*** Block opens ***

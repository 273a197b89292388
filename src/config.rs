//! Configuration loaded from `config.toml`.

use anyhow::Context as _;
use serde::Deserialize;
use std::path::{Path, PathBuf};

/// Top-level configuration.
#[derive(Debug, Clone, Deserialize)]
pub struct Config {
    pub discord: DiscordConfig,
    #[serde(default)]
    pub export: ExportConfig,
}

/// Discord credentials and the operator allowed to answer confirmations.
#[derive(Debug, Clone, Deserialize)]
pub struct DiscordConfig {
    /// Bot token used for the REST API.
    pub token: String,
    /// User id whose yes/no replies the confirmation gate accepts.
    pub operator_id: u64,
}

/// Export behavior knobs. Everything has a sensible default.
#[derive(Debug, Clone, Deserialize)]
#[serde(default)]
pub struct ExportConfig {
    /// Root directory the per-channel output trees land under.
    pub output_dir: PathBuf,
    /// Location of the cross-run watermark file.
    pub state_file: PathBuf,
    /// Persist watermarks every this many processed messages.
    pub save_every: usize,
    /// Seconds the confirmation gate waits for a reply.
    pub confirm_timeout_secs: u64,
}

impl Default for ExportConfig {
    fn default() -> Self {
        let instance_dir = Config::default_instance_dir();
        Self {
            output_dir: instance_dir.join("exports"),
            state_file: instance_dir.join("export_state.json"),
            save_every: 100,
            confirm_timeout_secs: 60,
        }
    }
}

impl Config {
    /// Load and parse a config file.
    pub fn load(path: &Path) -> anyhow::Result<Self> {
        let content = std::fs::read_to_string(path)
            .with_context(|| format!("failed to read config: {}", path.display()))?;
        let config: Config = toml::from_str(&content)
            .with_context(|| format!("failed to parse config: {}", path.display()))?;

        if config.discord.token.trim().is_empty() {
            anyhow::bail!("discord.token is empty in {}", path.display());
        }

        Ok(config)
    }

    /// Instance directory holding state, logs, and default output.
    pub fn default_instance_dir() -> PathBuf {
        dirs::data_dir()
            .unwrap_or_else(|| PathBuf::from("."))
            .join("archivebot")
    }

    /// Default config path under the user's config directory.
    pub fn default_config_path() -> PathBuf {
        dirs::config_dir()
            .unwrap_or_else(|| PathBuf::from("."))
            .join("archivebot")
            .join("config.toml")
    }
}
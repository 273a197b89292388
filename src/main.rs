use archivebot::config::Config;
use archivebot::export::Exporter;
use archivebot::platform::DiscordClient;
use archivebot::ExportError;

use anyhow::Context as _;
use clap::{Parser, Subcommand};
use std::path::PathBuf;
use tracing_subscriber::layer::SubscriberExt as _;
use tracing_subscriber::util::SubscriberInitExt as _;

#[derive(Parser)]
#[command(name = "archivebot", version, about)]
struct Cli {
    /// Path to config.toml. Defaults to the user config directory.
    #[arg(long, global = true)]
    config: Option<PathBuf>,

    /// Enable debug-level logging.
    #[arg(long, global = true)]
    debug: bool,

    #[command(subcommand)]
    command: Command,
}

#[derive(Subcommand)]
enum Command {
    /// Export a channel's full history into local artifacts.
    Export {
        /// Channel id to export.
        channel_id: u64,
    },
}

fn init_tracing(log_dir: &std::path::Path, debug: bool) -> anyhow::Result<()> {
    std::fs::create_dir_all(log_dir)
        .with_context(|| format!("failed to create log directory: {}", log_dir.display()))?;

    let file_appender = tracing_appender::rolling::never(log_dir, "archivebot.log");
    let (non_blocking, guard) = tracing_appender::non_blocking(file_appender);
    // Leak the guard so the non-blocking writer lives for the entire process.
    std::mem::forget(guard);

    let filter = if debug {
        tracing_subscriber::EnvFilter::new("debug")
    } else {
        tracing_subscriber::EnvFilter::new("info")
    };

    tracing_subscriber::registry()
        .with(filter)
        .with(tracing_subscriber::fmt::layer().compact())
        .with(
            tracing_subscriber::fmt::layer()
                .with_writer(non_blocking)
                .with_ansi(false)
                .compact(),
        )
        .init();

    Ok(())
}

#[tokio::main]
async fn main() -> anyhow::Result<()> {
    let cli = Cli::parse();

    let config_path = cli.config.unwrap_or_else(Config::default_config_path);
    let config = Config::load(&config_path)?;

    init_tracing(&Config::default_instance_dir().join("logs"), cli.debug)?;

    match cli.command {
        Command::Export { channel_id } => {
            let client = DiscordClient::new(config.discord.token.clone());
            let exporter = Exporter::new(&client, &config.export, config.discord.operator_id);

            match exporter.run(channel_id).await {
                Ok(()) => Ok(()),
                Err(ExportError::ChannelNotFound(id)) => {
                    anyhow::bail!("channel {id} not found");
                }
                // Declined or timed out: already reported in-channel.
                Err(error) if error.is_cancellation() => Ok(()),
                Err(error) => Err(error.into()),
            }
        }
    }
}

*** Block closes ***

▶ **What is needed**
Each and every record above needs writing out exactly.

▶ **Task result**
repository 273a197b89292388
filename src/config.rs
//! Configuration loaded from `config.toml`.

use anyhow::Context as _;
use serde::Deserialize;
use std::path::{Path, PathBuf};

/// Top-level configuration.
#[derive(Debug, Clone, Deserialize)]
pub struct Config {
    pub discord: DiscordConfig,
    #[serde(default)]
    pub export: ExportConfig,
}

/// Discord credentials and the operator allowed to answer confirmations.
#[derive(Debug, Clone, Deserialize)]
pub struct DiscordConfig {
    /// Bot token used for the REST API.
    pub token: String,
    /// User id whose yes/no replies the confirmation gate accepts.
    pub operator_id: u64,
}

/// Export behavior knobs. Everything has a sensible default.
#[derive(Debug, Clone, Deserialize)]
#[serde(default)]
pub struct ExportConfig {
    /// Root directory the per-channel output trees land under.
    pub output_dir: PathBuf,
    /// Location of the cross-run watermark file.
    pub state_file: PathBuf,
    /// Persist watermarks every this many processed messages.
    pub save_every: usize,
    /// Seconds the confirmation gate waits for a reply.
    pub confirm_timeout_secs: u64,
}

impl Default for ExportConfig {
    fn default() -> Self {
        let instance_dir = Config::default_instance_dir();
        Self {
            output_dir: instance_dir.join("exports"),
            state_file: instance_dir.join("export_state.json"),
            save_every: 100,
            confirm_timeout_secs: 60,
        }
    }
}

impl Config {
    /// Load and parse a config file.
    pub fn load(path: &Path) -> anyhow::Result<Self> {
        let content = std::fs::read_to_string(path)
            .with_context(|| format!("failed to read config: {}", path.display()))?;
        let config: Config = toml::from_str(&content)
            .with_context(|| format!("failed to parse config: {}", path.display()))?;

        if config.discord.token.trim().is_empty() {
            anyhow::bail!("discord.token is empty in {}", path.display());
        }

        Ok(config)
    }

    /// Instance directory holding state, logs, and default output.
    pub fn default_instance_dir() -> PathBuf {
        dirs::data_dir()
            .unwrap_or_else(|| PathBuf::from("."))
            .join("archivebot")
    }

    /// Default config path under the user's config directory.
    pub fn default_config_path() -> PathBuf {
        dirs::config_dir()
            .unwrap_or_else(|| PathBuf::from("."))
            .join("archivebot")
            .join("config.toml")
    }
}
repository 273a197b89292388
filename src/main.rs
use archivebot::config::Config;
use archivebot::export::Exporter;
use archivebot::platform::DiscordClient;
use archivebot::ExportError;

use anyhow::Context as _;
use clap::{Parser, Subcommand};
use std::path::PathBuf;
use tracing_subscriber::layer::SubscriberExt as _;
use tracing_subscriber::util::SubscriberInitExt as _;

#[derive(Parser)]
#[command(name = "archivebot", version, about)]
struct Cli {
    /// Path to config.toml. Defaults to the user config directory.
    #[arg(long, global = true)]
    config: Option<PathBuf>,

    /// Enable debug-level logging.
    #[arg(long, global = true)]
    debug: bool,

    #[command(subcommand)]
    command: Command,
}

#[derive(Subcommand)]
enum Command {
    /// Export a channel's full history into local artifacts.
    Export {
        /// Channel id to export.
        channel_id: u64,
    },
}

fn init_tracing(log_dir: &std::path::Path, debug: bool) -> anyhow::Result<()> {
    std::fs::create_dir_all(log_dir)
        .with_context(|| format!("failed to create log directory: {}", log_dir.display()))?;

    let file_appender = tracing_appender::rolling::never(log_dir, "archivebot.log");
    let (non_blocking, guard) = tracing_appender::non_blocking(file_appender);
    // Leak the guard so the non-blocking writer lives for the entire process.
    std::mem::forget(guard);

    let filter = if debug {
        tracing_subscriber::EnvFilter::new("debug")
    } else {
        tracing_subscriber::EnvFilter::new("info")
    };

    tracing_subscriber::registry()
        .with(filter)
        .with(tracing_subscriber::fmt::layer().compact())
        .with(
            tracing_subscriber::fmt::layer()
                .with_writer(non_blocking)
                .with_ansi(false)
                .compact(),
        )
        .init();

    Ok(())
}

#[tokio::main]
async fn main() -> anyhow::Result<()> {
    let cli = Cli::parse();

    let config_path = cli.config.unwrap_or_else(Config::default_config_path);
    let config = Config::load(&config_path)?;

    init_tracing(&Config::default_instance_dir().join("logs"), cli.debug)?;

    match cli.command {
        Command::Export { channel_id } => {
            let client = DiscordClient::new(config.discord.token.clone());
            let exporter = Exporter::new(&client, &config.export, config.discord.operator_id);

            match exporter.run(channel_id).await {
                Ok(()) => Ok(()),
                Err(ExportError::ChannelNotFound(id)) => {
                    anyhow::bail!("channel {id} not found");
                }
                // Declined or timed out: already reported in-channel.
                Err(error) if error.is_cancellation() => Ok(()),
                Err(error) => Err(error.into()),
            }
        }
    }
}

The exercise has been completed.